» **EXERCISE INSTRUCTIONS**: In the records below, begin at the line that has "fn severity_color(severity: Severity)" and stop after the line that has "let wrapped = wrap_text(&notification.message, max_line_width);"; quote those lines verbatim and nothing more.

Dataset items:
────────
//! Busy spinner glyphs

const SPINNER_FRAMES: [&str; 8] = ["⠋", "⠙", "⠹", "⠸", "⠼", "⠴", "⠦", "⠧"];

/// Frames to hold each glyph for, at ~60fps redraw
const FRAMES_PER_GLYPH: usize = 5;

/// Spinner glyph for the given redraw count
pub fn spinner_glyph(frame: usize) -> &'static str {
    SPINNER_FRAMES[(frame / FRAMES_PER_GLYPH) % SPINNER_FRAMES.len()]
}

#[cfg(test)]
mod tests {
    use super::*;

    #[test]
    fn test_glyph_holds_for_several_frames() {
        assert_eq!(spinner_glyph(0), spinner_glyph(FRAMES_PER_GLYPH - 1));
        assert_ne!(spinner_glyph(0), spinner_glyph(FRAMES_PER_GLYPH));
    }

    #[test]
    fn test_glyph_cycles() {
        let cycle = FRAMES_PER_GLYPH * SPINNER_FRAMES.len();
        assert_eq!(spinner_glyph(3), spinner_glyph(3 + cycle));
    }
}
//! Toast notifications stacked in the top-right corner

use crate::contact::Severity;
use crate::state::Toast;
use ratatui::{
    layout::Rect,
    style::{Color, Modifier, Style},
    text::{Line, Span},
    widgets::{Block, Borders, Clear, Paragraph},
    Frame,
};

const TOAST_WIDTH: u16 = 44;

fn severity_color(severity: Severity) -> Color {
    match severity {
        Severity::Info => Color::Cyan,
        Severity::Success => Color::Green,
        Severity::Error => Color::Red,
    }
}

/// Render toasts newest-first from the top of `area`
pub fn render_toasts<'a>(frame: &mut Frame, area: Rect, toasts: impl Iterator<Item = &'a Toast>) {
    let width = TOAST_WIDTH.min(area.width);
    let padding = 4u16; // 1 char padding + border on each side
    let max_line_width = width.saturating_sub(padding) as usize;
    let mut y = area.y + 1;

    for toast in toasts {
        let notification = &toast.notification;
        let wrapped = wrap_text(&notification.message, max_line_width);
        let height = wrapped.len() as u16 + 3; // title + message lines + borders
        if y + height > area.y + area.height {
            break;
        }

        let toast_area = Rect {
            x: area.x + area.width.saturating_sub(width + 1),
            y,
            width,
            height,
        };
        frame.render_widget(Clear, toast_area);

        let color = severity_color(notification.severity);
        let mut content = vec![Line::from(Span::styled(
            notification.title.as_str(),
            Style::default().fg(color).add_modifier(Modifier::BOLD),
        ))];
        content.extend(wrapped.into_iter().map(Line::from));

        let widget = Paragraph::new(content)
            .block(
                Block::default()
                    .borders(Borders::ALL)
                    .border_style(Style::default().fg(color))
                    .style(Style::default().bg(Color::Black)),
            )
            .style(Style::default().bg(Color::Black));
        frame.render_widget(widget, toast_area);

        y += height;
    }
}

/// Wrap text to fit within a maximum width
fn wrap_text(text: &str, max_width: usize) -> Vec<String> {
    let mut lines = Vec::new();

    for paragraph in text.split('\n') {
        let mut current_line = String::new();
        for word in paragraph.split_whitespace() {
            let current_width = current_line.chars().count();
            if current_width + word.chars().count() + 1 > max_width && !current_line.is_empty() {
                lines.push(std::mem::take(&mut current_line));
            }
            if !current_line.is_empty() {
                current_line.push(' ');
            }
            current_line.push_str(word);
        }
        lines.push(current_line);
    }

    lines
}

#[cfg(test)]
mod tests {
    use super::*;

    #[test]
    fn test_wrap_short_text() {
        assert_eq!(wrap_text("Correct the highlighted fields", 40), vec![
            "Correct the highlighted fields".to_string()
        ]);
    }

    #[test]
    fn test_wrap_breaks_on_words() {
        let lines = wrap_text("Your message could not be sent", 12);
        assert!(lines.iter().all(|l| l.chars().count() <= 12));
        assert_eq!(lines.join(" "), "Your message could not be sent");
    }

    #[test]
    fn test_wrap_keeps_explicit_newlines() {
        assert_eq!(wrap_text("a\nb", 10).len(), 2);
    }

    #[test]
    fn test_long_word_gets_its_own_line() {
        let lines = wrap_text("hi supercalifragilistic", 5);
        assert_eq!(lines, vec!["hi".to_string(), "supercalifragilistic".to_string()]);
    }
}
────────
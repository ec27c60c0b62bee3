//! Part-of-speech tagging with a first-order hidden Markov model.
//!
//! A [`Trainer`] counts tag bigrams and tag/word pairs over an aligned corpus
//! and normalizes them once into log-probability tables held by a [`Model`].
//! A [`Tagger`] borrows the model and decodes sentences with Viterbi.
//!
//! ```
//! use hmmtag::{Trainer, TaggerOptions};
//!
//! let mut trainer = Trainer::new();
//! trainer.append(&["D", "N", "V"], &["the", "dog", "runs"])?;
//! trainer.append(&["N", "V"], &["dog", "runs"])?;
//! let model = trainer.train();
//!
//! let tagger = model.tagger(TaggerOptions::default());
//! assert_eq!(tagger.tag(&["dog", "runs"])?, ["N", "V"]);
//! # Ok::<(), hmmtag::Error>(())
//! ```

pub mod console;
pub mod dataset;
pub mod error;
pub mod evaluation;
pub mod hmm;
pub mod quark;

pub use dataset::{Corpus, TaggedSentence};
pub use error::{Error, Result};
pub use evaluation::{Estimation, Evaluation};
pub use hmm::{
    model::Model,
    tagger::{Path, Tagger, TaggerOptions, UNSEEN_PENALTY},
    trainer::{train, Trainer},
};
────────
» **ANSWER FOR THIS EXERCISE**:
fn severity_color(severity: Severity) -> Color {
    match severity {
        Severity::Info => Color::Cyan,
        Severity::Success => Color::Green,
        Severity::Error => Color::Red,
    }
}

/// Render toasts newest-first from the top of `area`
pub fn render_toasts<'a>(frame: &mut Frame, area: Rect, toasts: impl Iterator<Item = &'a Toast>) {
    let width = TOAST_WIDTH.min(area.width);
    let padding = 4u16; // 1 char padding + border on each side
    let max_line_width = width.saturating_sub(padding) as usize;
    let mut y = area.y + 1;

    for toast in toasts {
        let notification = &toast.notification;
        let wrapped = wrap_text(&notification.message, max_line_width);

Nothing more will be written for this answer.